# Linear Factorisation on Pythia Models
## (as featured in milestones 0 and 1)


In [None]:
%load_ext autoreload
%autoreload 2
import pandas as pd
import numpy as np
import plotly.graph_objects as go

# Local files
import factor
import selection
import vis
import data

In [None]:

SAVE = False  # Export figures?

model, PRE_SCALING = factor.PCA(), "standard"
#model, PRE_SCALING = factor.NMF(method="mult"), "positive"
#model, PRE_SCALING = factor.NMF(method="opt"), "positive"

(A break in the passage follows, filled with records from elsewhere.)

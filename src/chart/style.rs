//! Visual mapping from hero and relationship attributes.

use std::collections::BTreeSet;

use crate::graph::{
    Arrow, Direction, EdgeDescriptor, EdgeStyle, Label, Legend, LineStyle, NodeDescriptor, Shape,
};
use crate::record::{Bond, Gender, Hero, HeroClass, RelationshipStatus};

pub const PHANTOM_LABEL: &str = "unknown parent";

/// Node styling switches.
#[derive(Debug, Clone, Copy, Default, PartialEq, Eq)]
pub struct StyleOptions {
    pub no_gender_shapes: bool,
    pub no_class_colors: bool,
}

/// Resolved style of one bond kind.
#[derive(Debug, Clone, Copy, PartialEq, Eq)]
pub struct BondStyle {
    /// Stable key, also the legend sort key
    pub key: &'static str,
    pub legend: &'static str,
    pub edge: EdgeStyle,
}

const BOTH_WAYS: EdgeStyle = EdgeStyle::plain(Direction::Both);

const UNDIRECTED: EdgeStyle = EdgeStyle {
    arrowhead: Some(Arrow::None),
    arrowtail: Some(Arrow::None),
    line: LineStyle::Dashed,
    ..EdgeStyle::plain(Direction::None)
};

const BOND_STYLES: &[BondStyle] = &[
    BondStyle {
        key: "locked_lover",
        legend: "soulmates",
        edge: EdgeStyle {
            arrowhead: Some(Arrow::Inv),
            arrowtail: Some(Arrow::Inv),
            color: Some("red"),
            ..BOTH_WAYS
        },
    },
    BondStyle {
        key: "locked_rival",
        legend: "rivals",
        edge: EdgeStyle {
            arrowhead: Some(Arrow::Open),
            arrowtail: Some(Arrow::Open),
            color: Some("blue"),
            ..BOTH_WAYS
        },
    },
    BondStyle {
        key: "past_lover",
        legend: "past lovers",
        edge: EdgeStyle {
            color: Some("red"),
            ..UNDIRECTED
        },
    },
    BondStyle {
        key: "past_rival",
        legend: "past rivals",
        edge: EdgeStyle {
            color: Some("blue"),
            ..UNDIRECTED
        },
    },
    BondStyle {
        key: "past_friend",
        legend: "past friends",
        edge: EdgeStyle {
            color: Some("green"),
            ..UNDIRECTED
        },
    },
];

const UNKNOWN_LOCKED: BondStyle = BondStyle {
    key: "unknown_locked",
    legend: "other locked",
    edge: EdgeStyle {
        arrowhead: Some(Arrow::HalfOpen),
        arrowtail: Some(Arrow::HalfOpen),
        ..BOTH_WAYS
    },
};

const UNKNOWN_PAST: BondStyle = BondStyle {
    key: "unknown_past",
    legend: "other past",
    edge: UNDIRECTED,
};

const OTHER_STATUS: BondStyle = BondStyle {
    key: "unknown_status",
    legend: "other",
    edge: EdgeStyle {
        line: LineStyle::Dotted,
        color: Some("gray"),
        ..EdgeStyle::plain(Direction::None)
    },
};

/// Edge style for a bond; depends on status and type only.
pub fn bond_style(bond: &Bond) -> BondStyle {
    let key = bond.key();
    if let Some(style) = BOND_STYLES.iter().find(|s| s.key == key) {
        return *style;
    }
    match bond.status {
        RelationshipStatus::Locked => UNKNOWN_LOCKED,
        RelationshipStatus::Past => UNKNOWN_PAST,
        RelationshipStatus::Other(_) => OTHER_STATUS,
    }
}

pub fn parent_edge_style() -> EdgeStyle {
    EdgeStyle {
        tailport: Some("s"),
        headport: Some("n"),
        ..EdgeStyle::plain(Direction::Forward)
    }
}

pub const PARENT_EDGE_WEIGHT: u32 = 5;

pub fn gender_shape(gender: Gender) -> Shape {
    match gender {
        Gender::Male => Shape::Box,
        Gender::Female => Shape::Ellipse,
        Gender::Nonbinary => Shape::Diamond,
        Gender::Unknown => Shape::Octagon,
    }
}

pub fn class_color(class: HeroClass) -> &'static str {
    match class {
        HeroClass::Warrior => "darkred",
        HeroClass::Hunter => "darkgreen",
        HeroClass::Mystic => "blue",
        HeroClass::Unknown => "dimgray",
    }
}

pub fn hero_node(hero: &Hero, options: StyleOptions) -> NodeDescriptor {
    let shape = if options.no_gender_shapes {
        Shape::Ellipse
    } else {
        gender_shape(hero.gender)
    };
    let color = if options.no_class_colors {
        "black"
    } else {
        class_color(hero.class)
    };
    NodeDescriptor {
        id: hero.id.clone(),
        label: Label::Plain(hero.name.clone()),
        shape,
        color: Some(color),
        style: LineStyle::Solid,
    }
}

/// Phantoms look the same whatever the hero switches say.
pub fn phantom_node(id: &str) -> NodeDescriptor {
    NodeDescriptor {
        id: id.to_string(),
        label: Label::Italic(PHANTOM_LABEL.to_string()),
        shape: Shape::Ellipse,
        color: Some("gray"),
        style: LineStyle::Dotted,
    }
}

/// Build the legend for what the chart actually shows.
///
/// Genders and classes are listed only while their switch is on. Entries come
/// out in a fixed order: genders, classes, then bond styles by key.
pub fn legend<'a>(
    heroes: impl IntoIterator<Item = &'a Hero>,
    bonds: impl IntoIterator<Item = &'a Bond>,
    options: StyleOptions,
) -> Legend {
    let mut genders = BTreeSet::new();
    let mut classes = BTreeSet::new();
    for hero in heroes {
        genders.insert(hero.gender);
        classes.insert(hero.class);
    }

    let mut legend = Legend::default();

    if !options.no_gender_shapes {
        for gender in genders {
            legend.nodes.push(NodeDescriptor {
                id: format!("legend_gender_{}", gender.as_str()),
                label: Label::Plain(gender.as_str().to_string()),
                shape: gender_shape(gender),
                color: None,
                style: LineStyle::Solid,
            });
        }
    }

    if !options.no_class_colors {
        for class in classes {
            let color = class_color(class);
            legend.nodes.push(NodeDescriptor {
                id: format!("legend_class_{}", class.as_str()),
                label: Label::Plain(class.as_str().to_string()),
                shape: Shape::Plaintext,
                color: Some(color),
                style: LineStyle::Solid,
            });
        }
    }

    let mut styles: Vec<BondStyle> = bonds.into_iter().map(bond_style).collect();
    styles.sort_by_key(|s| s.key);
    styles.dedup_by_key(|s| s.key);
    for style in styles {
        let from = format!("legend_{}_from", style.key);
        let to = format!("legend_{}_to", style.key);
        legend.nodes.push(NodeDescriptor {
            id: from.clone(),
            label: Label::Plain(style.legend.to_string()),
            shape: Shape::Plaintext,
            color: None,
            style: LineStyle::Solid,
        });
        legend.nodes.push(NodeDescriptor {
            id: to.clone(),
            label: Label::Plain(" ".to_string()),
            shape: Shape::Plaintext,
            color: None,
            style: LineStyle::Solid,
        });
        legend.edges.push(EdgeDescriptor {
            source: from,
            target: to,
            style: style.edge,
            constraint: true,
            weight: None,
        });
    }

    legend
}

SCALE_SCORES = False  # Rescale to bring out relative magnitudes
SCALE_LOADINGS = False  # Rescale to bring out relative magnitudes


In [None]:
# Load initial pythia data
model_size = "70m"
X, stds = data.load_pythia_tensor(model_size)
fig = vis.traces(X, ["llc", "loss", "trace"], stds=stds)
fig.update_layout(title=f"Psycometrics Input: Pythia {model_size}")
fig.show()


In [None]:
# Apply data scaling
scaled = X.values.copy()  # We're about to modify them inplace

if PRE_SCALING == "positive":
    scaled -= scaled.min(axis=0)
    scaled /= scaled.max(axis=0)
elif PRE_SCALING == "standard":
    scaled -= scaled.mean(axis=0)
    scaled /= scaled.std(axis=0)
else:
    raise NotImplementedError()
    
scaled = pd.DataFrame(
    scaled,
    columns=X.columns,
    index=X.index,
)

In [None]:
# Holdout model selection
errs = selection.cross_validate(scaled, model, max_factors=6, n_folds=20, repeats=1)
fig = vis.crossval(*errs, method_name=model.name)
if SAVE:
    fig.write_image(f"plots/{model.name}-holdout.png", scale=2)
fig.show()

In [None]:
# TODO: get offset working
n_components = 5
model.max_iters = 500
steps = X.index.values
result = model.fit(scaled, n_components)
print("plotting", flush=True)
component_names = [f"PC{i+1}" for i in range(n_components)]
W = model.U  # Scores
H = model.V  # Loadings
W_scaled = W / W.max(axis=0)[None, :]  # Relative



tasks = ["llc", "loss", "trace"]
recon = pd.DataFrame(
    model.R,
    columns=X.columns,
    index=X.index,
)
fig = vis.traces(recon, tasks, cols=2)

target = pd.DataFrame(
    scaled,
    columns=X.columns,
    index=X.index,
)
vis.traces(target, tasks, col=2, fig=fig)

fig.update_layout(
    title=f"{model.name} ({n_components} components): reconstruction (left), input (right)",
    width=1200,
    height=600,
)
fig.show()

In [None]:
fig = go.Figure()

for c, comp in enumerate(component_names):
    fig.add_trace(
        go.Scatter(
            x=steps, y=W_scaled[:, c], name=comp, mode='lines',
        )
    )
fig.update_layout(
    width=800,
    height=600,
    xaxis=dict(type='log'),
    xaxis_title='Steps',
    yaxis_title='Score',
    title="Normalised Model Scores"
)
if SAVE:
    fig.write_image(f"plots/{model.name}-scores.png", scale=2)
fig.show()

In [None]:
SCALE_LOADINGS = True

config = dict(
    width=6,
    height=12,
    reversescale=True,
)

if SCALE_LOADINGS:
    H_scaled = H / np.max(np.abs(H), axis=1)[:, None]
    df = pd.DataFrame(
        data=H_scaled.T,
        index=X.columns,
        columns=component_names,
    )
    # zmin=0, zmax=1,
    fig = vis.heatmap(df, **config, title="Normalised Task Loadings")
else:
    df = pd.DataFrame(
        data=H.T,
        index=X.columns,
        columns=component_names,
    )
    fig = vis.heatmap(df, **config, title="Task Loadings")
    
if SAVE:
    fig.write_image("plots/NMF_scores.png", scale=2)
fig.show()